While we have some balanced representation thanks to the likes of Winslet, it can still be hard to shut down those who feel the right to comment on our bodies. Earlier this year Derry Girls and Bridgerton star Nicola Coughlan took to Instagram to plea for people to stop talking about her body. She wrote: “so just a thingif you have an opinion about my body please, please don’t share it with me. Most people are being nice and not trying to be offensive, but I am just one real life human being and it’s really hard to take the weight of thousands of opinions on how you look being sent directly to you every day.”
Our obsession with body shape and size is systemic and is tied as much to our own insecurities as anything else. But despite our best efforts, it can be hard to avoid it, especially when reality TV when shows featuring morbidly obese shut-ins are presented as entertainment. Even
RTÉ’s Operation Transformation has not been immune from the changing tide. The flagship show found itself under fire earlier this year for being too focussed on dieting and weight. Bodywhy’s, the Eating Disorders Association of Ireland challenged the show, prompting it to make changes to a more holistic approach and ditching the much-criticised lycra for contestant’s weigh-ins.
ACCEPTING OTHERS
The pendulum swings both ways however, and commenting on someone’s body from the other perspective can be just as damaging.
Demi Lovato spoke out about the issue on her Instagram in 2021, writing, “complimenting someone on their weight loss can be as harmful as complimenting someone on their weight gain in regards to talking to someone in recovery from an eating disorder.
"If you don't know someone's history with food, please don't comment on their body."
“Even if your intention is pure, it might leave that person awake at 2am overthinking that statement.”

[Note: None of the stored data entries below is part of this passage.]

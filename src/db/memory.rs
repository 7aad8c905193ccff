use async_trait::async_trait;
use chrono::Utc;
use mongodb::bson::oid::ObjectId;
use tokio::sync::RwLock;

use crate::{
    aggregation::mean_of_averages,
    db::ReviewStore,
    errors::AppError,
    models::{NewReview, Review},
};

/// Process-local store with the same semantics as the MongoDB one.
#[derive(Debug, Default)]
pub struct InMemoryReviewStore {
    reviews: RwLock<Vec<Review>>,
}

impl InMemoryReviewStore {
    pub fn new() -> Self {
        Self::default()
    }

    pub async fn len(&self) -> usize {
        self.reviews.read().await.len()
    }

    pub async fn is_empty(&self) -> bool {
        self.reviews.read().await.is_empty()
    }
}

#[async_trait]
impl ReviewStore for InMemoryReviewStore {
    async fn insert(&self, review: NewReview) -> Result<Review, AppError> {
        let stored = review.into_review(ObjectId::new().to_hex(), Utc::now());
        self.reviews.write().await.push(stored.clone());
        Ok(stored)
    }

    async fn find_by_user_rating_id(
        &self,
        user_rating_id: &str,
    ) -> Result<Option<Review>, AppError> {
        let reviews = self.reviews.read().await;
        Ok(reviews
            .iter()
            .find(|r| r.user_rating_id == user_rating_id)
            .cloned())
    }

    async fn overall_average(&self) -> Result<f64, AppError> {
        let reviews = self.reviews.read().await;
        Ok(mean_of_averages(reviews.iter().map(|r| r.average)))
    }
}

#[cfg(test)]
mod tests {
    use super::*;

    #[tokio::test]
    async fn duplicates_are_kept_and_first_match_wins() {
        let store = InMemoryReviewStore::new();
        let first = store
            .insert(NewReview::new("dup", vec![1.0, 3.0]).unwrap())
            .await
            .unwrap();
        store
            .insert(NewReview::new("dup", vec![5.0]).unwrap())
            .await
            .unwrap();

        assert_eq!(store.len().await, 2);
        let found = store.find_by_user_rating_id("dup").await.unwrap().unwrap();
        assert_eq!(found.id, first.id);
        assert_eq!(found.average, 2.0);
    }

    #[tokio::test]
    async fn overall_average_tracks_inserts() {
        let store = InMemoryReviewStore::new();
        assert_eq!(store.overall_average().await.unwrap(), 0.0);

        for (id, score) in [("a", 2.0), ("b", 4.0), ("c", 6.0)] {
            store
                .insert(NewReview::new(id, vec![score]).unwrap())
                .await
                .unwrap();
        }
        assert_eq!(store.overall_average().await.unwrap(), 4.0);
    }

    #[tokio::test]
    async fn unknown_id_is_none() {
        let store = InMemoryReviewStore::new();
        assert!(store.find_by_user_rating_id("nobody").await.unwrap().is_none());
    }
}
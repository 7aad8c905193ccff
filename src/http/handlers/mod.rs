pub mod review;

pub use review::{check_rated_handler, overall_average_handler, submit_handler};
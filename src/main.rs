#[tokio::main]
async fn main() {
    if let Err(e) = ratings_be::start_server().await {
        tracing::error!("Server failed to start: {}", e);
        eprintln!("Server failed to start: {}", e);
        std::process::exit(1);
    }
}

So how can we promote a healthy conversation around our bodies and support one another’s diversity? Shifting tghe narrative to one of overall health and away from just diets and weight is a good start, as is canning the commenting on people’s bodies. Ultimately though, to support each other, we’ve got to start healing our own insecurities around our bodies first. “The first step is acceptance”, says Sarah. “Accepting your body where it is right now in this present moment. Accept and stop criticising yourself. No long-lasting changes can come from hating our bodies. Start by looking in the mirror and saying I love and approve of myself”, she adds. “Say it in every mirror you pass every day. Say it over and over again and after a while you will start to believe it.”